O governador Tarcisio de Freitas desistiu de remover a cracolândia para o bairro do Bom Retiro. Um recuo desses nada representa de dano ao plano de solução do problema, principalmente lembrando que ele já existe há pelo menos três décadas. A primeira apreensão de crack em São Paulo deu-se em 1986 e em 1991 a droga já infestava a área hoje ocupada pelo gueto narco. Ao longo desses anos todos, presenciamos tentativas de sucessivos governos pela solução, mas todas infrutíferas. Hoje, qualquer idéia de remoção levanta a oposição da população da área objetivada e, além disso, reação dos que lucram – tanto ìlegal quanto legalmente – com a exploração dos zumbis que se perderam para o vício e a rejeição social.
É um problema social e muititarefa. Precisa contar com o trabalho dos diferentes órgãos e forças da sociedade para dele podermos vislumbrar a possibilidade de solução. Erram os que pensam ser caso de repressão policial ou de ação isolada desse ou daquele setor público ou privado. Sem a formação de um bloco coeso de autoridades e instituições, dificilmente chegaremos a uma solução. Hoje verificamos o governador e o prefeito da capital se esforçando para falar a mesma linguagem e direcionar as forças do Estado e do Municipio para o objetivo. Também vemos o empenho do Poder Judiciário e outros segmentos pela solução de conflitos e compatibilização de interesses. Todos precisam considerar que só quem pode encaminhar o dependente de drogas é o médico especializado.

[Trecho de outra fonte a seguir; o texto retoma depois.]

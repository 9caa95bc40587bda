//! Active-bin swap quoting.
//!
//! Prices every unit at the active bin's price and charges the pool's base
//! fee. Large swaps that walk through several bins get a looser estimate;
//! the on-chain `min_out` check is what enforces slippage.

use rust_decimal::prelude::ToPrimitive;
use rust_decimal::Decimal;
use rust_decimal_macros::dec;
use solana_sdk::pubkey::Pubkey;

use crate::ports::{DlmmError, PoolState, SwapQuote};

const BASIS_POINT_MAX: u64 = 10_000;
const FEE_PRECISION: u64 = 1_000_000_000;

/// `base^exp` by squaring, failing instead of overflowing
fn checked_powi(base: Decimal, exp: u32) -> Option<Decimal> {
    let mut result = Decimal::ONE;
    let mut base = base;
    let mut exp = exp;
    while exp > 0 {
        if exp & 1 == 1 {
            result = result.checked_mul(base)?;
        }
        exp >>= 1;
        if exp > 0 {
            base = base.checked_mul(base)?;
        }
    }
    Some(result)
}

/// Price of X in Y (base units) at `bin_id`: `(1 + bin_step / 10_000) ^ bin_id`
pub fn bin_price(bin_id: i32, bin_step: u16) -> Result<Decimal, DlmmError> {
    let step = Decimal::ONE + Decimal::from(bin_step) / dec!(10000);
    let magnitude = checked_powi(step, bin_id.unsigned_abs())
        .ok_or_else(|| DlmmError::QuoteError(format!("bin price overflow at bin {}", bin_id)))?;
    if bin_id >= 0 {
        Ok(magnitude)
    } else {
        Decimal::ONE
            .checked_div(magnitude)
            .ok_or_else(|| DlmmError::QuoteError(format!("bin price underflow at bin {}", bin_id)))
    }
}

/// Base fee rate scaled by 1e9: `base_factor * bin_step * 10 * 10^power_factor`
pub fn base_fee_rate(pool: &PoolState) -> u128 {
    pool.base_factor as u128
        * pool.bin_step as u128
        * 10
        * 10u128.pow(pool.base_fee_power_factor as u32)
}

/// Fee charged on `amount_in`, rounded up
pub fn fee_for(pool: &PoolState, amount_in: u64) -> u64 {
    let rate = base_fee_rate(pool).min(FEE_PRECISION as u128);
    let fee = (amount_in as u128 * rate).div_ceil(FEE_PRECISION as u128);
    fee as u64
}

/// Apply slippage tolerance: `amount * (10_000 - bps) / 10_000`, rounded down
pub fn min_out_with_slippage(amount: u64, slippage_bps: u16) -> u64 {
    let bps = (slippage_bps as u64).min(BASIS_POINT_MAX);
    (amount as u128 * (BASIS_POINT_MAX - bps) as u128 / BASIS_POINT_MAX as u128) as u64
}

pub fn quote_exact_in(
    pool: &PoolState,
    amount_in: u64,
    swap_for_y: bool,
    slippage_bps: u16,
    bin_arrays: Vec<Pubkey>,
) -> Result<SwapQuote, DlmmError> {
    if bin_arrays.is_empty() {
        return Err(DlmmError::InsufficientLiquidity(format!(
            "no bin arrays with liquidity for pool {}",
            pool.address
        )));
    }
    if amount_in == 0 {
        return Err(DlmmError::InvalidParameters("swap amount is zero".to_string()));
    }

    let fee = fee_for(pool, amount_in);
    let net_in = Decimal::from(amount_in - fee);
    let price = bin_price(pool.active_id, pool.bin_step)?;

    let out = if swap_for_y {
        net_in.checked_mul(price)
    } else {
        net_in.checked_div(price)
    }
    .ok_or_else(|| DlmmError::QuoteError("output amount overflow".to_string()))?;

    let out_amount = out
        .floor()
        .to_u64()
        .ok_or_else(|| DlmmError::QuoteError(format!("output amount {} out of range", out)))?;

    Ok(SwapQuote {
        swap_for_y,
        amount_in,
        out_amount,
        min_out_amount: min_out_with_slippage(out_amount, slippage_bps),
        fee,
        bin_arrays,
    })
}

#[cfg(test)]
mod tests {
    use super::*;

    fn pool(active_id: i32, bin_step: u16, base_factor: u16) -> PoolState {
        PoolState {
            address: Pubkey::new_unique(),
            token_x_mint: Pubkey::new_unique(),
            token_y_mint: Pubkey::new_unique(),
            reserve_x: Pubkey::new_unique(),
            reserve_y: Pubkey::new_unique(),
            oracle: Pubkey::new_unique(),
            active_id,
            bin_step,
            base_factor,
            base_fee_power_factor: 0,
        }
    }

    #[test]
    fn test_bin_price() {
        assert_eq!(bin_price(0, 20).unwrap(), Decimal::ONE);
        assert_eq!(bin_price(1, 20).unwrap(), dec!(1.002));
        assert_eq!(bin_price(2, 100).unwrap(), dec!(1.0201));

        let down = bin_price(-1, 100).unwrap();
        assert!((down * dec!(1.01) - Decimal::ONE).abs() < dec!(0.0000000001));
    }

    #[test]
    fn test_base_fee() {
        // 10_000 * 20 * 10 = 2_000_000 / 1e9 = 0.2%
        let p = pool(0, 20, 10_000);
        assert_eq!(base_fee_rate(&p), 2_000_000);
        assert_eq!(fee_for(&p, 1_000_000), 2_000);
        // rounds up
        assert_eq!(fee_for(&p, 1), 1);
    }

    #[test]
    fn test_min_out_with_slippage() {
        assert_eq!(min_out_with_slippage(10_000, 50), 9_950);
        assert_eq!(min_out_with_slippage(10_000, 0), 10_000);
        assert_eq!(min_out_with_slippage(10_000, 20_000), 0);
    }

    #[test]
    fn test_quote_at_unit_price() {
        let p = pool(0, 20, 10_000);
        let quote = quote_exact_in(&p, 1_000_000, true, 50, vec![Pubkey::new_unique()]).unwrap();

        assert_eq!(quote.fee, 2_000);
        assert_eq!(quote.out_amount, 998_000);
        assert_eq!(quote.min_out_amount, 993_010);
    }

    #[test]
    fn test_quote_direction_uses_inverse_price() {
        let p = pool(1, 100, 1);
        let arrays = vec![Pubkey::new_unique()];

        let for_y = quote_exact_in(&p, 1_000_000, true, 0, arrays.clone()).unwrap();
        let for_x = quote_exact_in(&p, 1_000_000, false, 0, arrays).unwrap();
        assert!(for_y.out_amount > for_x.out_amount);
    }

    #[test]
    fn test_quote_without_bin_arrays() {
        let p = pool(0, 20, 10_000);
        assert!(matches!(
            quote_exact_in(&p, 1_000, true, 50, vec![]),
            Err(DlmmError::InsufficientLiquidity(_))
        ));
    }
}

Por envolver pessoas marginalizadas, a cracolâdia é um poço de problemas e contradições. A prática já demonstrou que medidas de força pura não produzem efeitos porque a única coisa que causam eficientemente é a mudança do problema de um ponto para outro da cidade. É preciso a ação coordenada onde cada ente público ou social faça a sua parte, oportunizando a assistência aos que dela necessitam. As vítimas da cracolândia não devem ser reprimidas e nem perseguidas, mas socorridas. Levadas ao hospital de referência onde o médico a diagnostique e determine seu tratamento, seja ele ambulatorial ou internado.
Pensamos que, antes de repressão ou mudança para outros pontos, o freqüentador da cracolândia necessita de oportunidade de tratamento voluntário e – quando é o caso – de encaminhamento social e profissional. O mesmo trabalho também deve estar disponível aos que já perderam a condição de gerir a própria vida e – nesse caso – precisa receber a ajuda compulsória e, evidentemente, determinada pelo médico. Deixá-los onde estão, à mercê do tráfico e de todos os riscos, além de desumano, é a verdadeira tortura de incapaz. E tortura é crime…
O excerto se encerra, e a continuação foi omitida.